[Dataset excerpts]
--

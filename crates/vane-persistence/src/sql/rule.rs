//! Constraint and rule operations

use async_trait::async_trait;
use sea_orm::{ActiveValue::Set, ColumnTrait, EntityTrait, QueryFilter, QueryOrder};
use tracing::debug;
use uuid::Uuid;

use vane_common::Result;

use super::{DbResultExt, SqlStore, namespace_or_default};
use crate::entity::{constraints, rules};
use crate::model::{Constraint, CreateConstraintRequest, CreateRuleRequest, Rule};
use crate::traits::RuleStore;

#[async_trait]
impl RuleStore for SqlStore {
    async fn create_constraint(&self, request: &CreateConstraintRequest) -> Result<Constraint> {
        let namespace_key = namespace_or_default(&request.namespace_key);
        self.require_segment(namespace_key, &request.segment_key)
            .await?;

        let now = self.now();
        let constraint = Constraint {
            id: Uuid::new_v4().to_string(),
            namespace_key: namespace_key.to_string(),
            segment_key: request.segment_key.clone(),
            r#type: request.r#type,
            property: request.property.clone(),
            operator: request.operator.clone(),
            value: request.value.clone(),
            created_at: now,
            updated_at: now,
        };

        let entity = constraints::ActiveModel {
            id: Set(constraint.id.clone()),
            namespace_key: Set(constraint.namespace_key.clone()),
            segment_key: Set(constraint.segment_key.clone()),
            r#type: Set(constraint.r#type.into()),
            property: Set(constraint.property.clone()),
            operator: Set(constraint.operator.clone()),
            value: Set(constraint.value.clone()),
            created_at: Set(now),
            updated_at: Set(now),
        };

        constraints::Entity::insert(entity)
            .exec_without_returning(&self.db)
            .await
            .context("create constraint")?;

        debug!(
            namespace = namespace_key,
            segment = %request.segment_key,
            id = %constraint.id,
            "Created constraint"
        );

        Ok(constraint)
    }

    async fn list_constraints(
        &self,
        namespace_key: &str,
        segment_key: &str,
    ) -> Result<Vec<Constraint>> {
        let namespace_key = namespace_or_default(namespace_key);

        let rows = constraints::Entity::find()
            .filter(constraints::Column::NamespaceKey.eq(namespace_key))
            .filter(constraints::Column::SegmentKey.eq(segment_key))
            .order_by_asc(constraints::Column::CreatedAt)
            .order_by_asc(constraints::Column::Id)
            .all(&self.db)
            .await
            .context("list constraints")?;

        Ok(rows.into_iter().map(Constraint::from).collect())
    }

    async fn create_rule(&self, request: &CreateRuleRequest) -> Result<Rule> {
        let namespace_key = namespace_or_default(&request.namespace_key);
        self.require_flag(namespace_key, &request.flag_key).await?;
        self.require_segment(namespace_key, &request.segment_key)
            .await?;

        let now = self.now();
        let rule = Rule {
            id: Uuid::new_v4().to_string(),
            namespace_key: namespace_key.to_string(),
            flag_key: request.flag_key.clone(),
            segment_key: request.segment_key.clone(),
            rank: request.rank,
            created_at: now,
            updated_at: now,
        };

        let entity = rules::ActiveModel {
            id: Set(rule.id.clone()),
            namespace_key: Set(rule.namespace_key.clone()),
            flag_key: Set(rule.flag_key.clone()),
            segment_key: Set(rule.segment_key.clone()),
            rank: Set(rule.rank),
            created_at: Set(now),
            updated_at: Set(now),
        };

        rules::Entity::insert(entity)
            .exec_without_returning(&self.db)
            .await
            .context("create rule")?;

        debug!(
            namespace = namespace_key,
            flag = %request.flag_key,
            segment = %request.segment_key,
            rank = request.rank,
            "Created rule"
        );

        Ok(rule)
    }

    async fn list_rules(&self, namespace_key: &str, flag_key: &str) -> Result<Vec<Rule>> {
        let namespace_key = namespace_or_default(namespace_key);

        let rows = rules::Entity::find()
            .filter(rules::Column::NamespaceKey.eq(namespace_key))
            .filter(rules::Column::FlagKey.eq(flag_key))
            .order_by_asc(rules::Column::Rank)
            .order_by_asc(rules::Column::CreatedAt)
            .all(&self.db)
            .await
            .context("list rules")?;

        Ok(rows.into_iter().map(Rule::from).collect())
    }
}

--

About this exercise ::
Please give back all of the records exactly as written.

Response to this exercise ::
filename crates/vane-persistence/src/sql/rule.rs
//! Constraint and rule operations

use async_trait::async_trait;
use sea_orm::{ActiveValue::Set, ColumnTrait, EntityTrait, QueryFilter, QueryOrder};
use tracing::debug;
use uuid::Uuid;

use vane_common::Result;

use super::{DbResultExt, SqlStore, namespace_or_default};
use crate::entity::{constraints, rules};
use crate::model::{Constraint, CreateConstraintRequest, CreateRuleRequest, Rule};
use crate::traits::RuleStore;

#[async_trait]
impl RuleStore for SqlStore {
    async fn create_constraint(&self, request: &CreateConstraintRequest) -> Result<Constraint> {
        let namespace_key = namespace_or_default(&request.namespace_key);
        self.require_segment(namespace_key, &request.segment_key)
            .await?;

        let now = self.now();
        let constraint = Constraint {
            id: Uuid::new_v4().to_string(),
            namespace_key: namespace_key.to_string(),
            segment_key: request.segment_key.clone(),
            r#type: request.r#type,
            property: request.property.clone(),
            operator: request.operator.clone(),
            value: request.value.clone(),
            created_at: now,
            updated_at: now,
        };

        let entity = constraints::ActiveModel {
            id: Set(constraint.id.clone()),
            namespace_key: Set(constraint.namespace_key.clone()),
            segment_key: Set(constraint.segment_key.clone()),
            r#type: Set(constraint.r#type.into()),
            property: Set(constraint.property.clone()),
            operator: Set(constraint.operator.clone()),
            value: Set(constraint.value.clone()),
            created_at: Set(now),
            updated_at: Set(now),
        };

        constraints::Entity::insert(entity)
            .exec_without_returning(&self.db)
            .await
            .context("create constraint")?;

        debug!(
            namespace = namespace_key,
            segment = %request.segment_key,
            id = %constraint.id,
            "Created constraint"
        );

        Ok(constraint)
    }

    async fn list_constraints(
        &self,
        namespace_key: &str,
        segment_key: &str,
    ) -> Result<Vec<Constraint>> {
        let namespace_key = namespace_or_default(namespace_key);

        let rows = constraints::Entity::find()
            .filter(constraints::Column::NamespaceKey.eq(namespace_key))
            .filter(constraints::Column::SegmentKey.eq(segment_key))
            .order_by_asc(constraints::Column::CreatedAt)
            .order_by_asc(constraints::Column::Id)
            .all(&self.db)
            .await
            .context("list constraints")?;

        Ok(rows.into_iter().map(Constraint::from).collect())
    }

    async fn create_rule(&self, request: &CreateRuleRequest) -> Result<Rule> {
        let namespace_key = namespace_or_default(&request.namespace_key);
        self.require_flag(namespace_key, &request.flag_key).await?;
        self.require_segment(namespace_key, &request.segment_key)
            .await?;

        let now = self.now();
        let rule = Rule {
            id: Uuid::new_v4().to_string(),
            namespace_key: namespace_key.to_string(),
            flag_key: request.flag_key.clone(),
            segment_key: request.segment_key.clone(),
            rank: request.rank,
            created_at: now,
            updated_at: now,
        };

        let entity = rules::ActiveModel {
            id: Set(rule.id.clone()),
            namespace_key: Set(rule.namespace_key.clone()),
            flag_key: Set(rule.flag_key.clone()),
            segment_key: Set(rule.segment_key.clone()),
            rank: Set(rule.rank),
            created_at: Set(now),
            updated_at: Set(now),
        };

        rules::Entity::insert(entity)
            .exec_without_returning(&self.db)
            .await
            .context("create rule")?;

        debug!(
            namespace = namespace_key,
            flag = %request.flag_key,
            segment = %request.segment_key,
            rank = request.rank,
            "Created rule"
        );

        Ok(rule)
    }

    async fn list_rules(&self, namespace_key: &str, flag_key: &str) -> Result<Vec<Rule>> {
        let namespace_key = namespace_or_default(namespace_key);

        let rows = rules::Entity::find()
            .filter(rules::Column::NamespaceKey.eq(namespace_key))
            .filter(rules::Column::FlagKey.eq(flag_key))
            .order_by_asc(rules::Column::Rank)
            .order_by_asc(rules::Column::CreatedAt)
            .all(&self.db)
            .await
            .context("list rules")?;

        Ok(rows.into_iter().map(Rule::from).collect())
    }
}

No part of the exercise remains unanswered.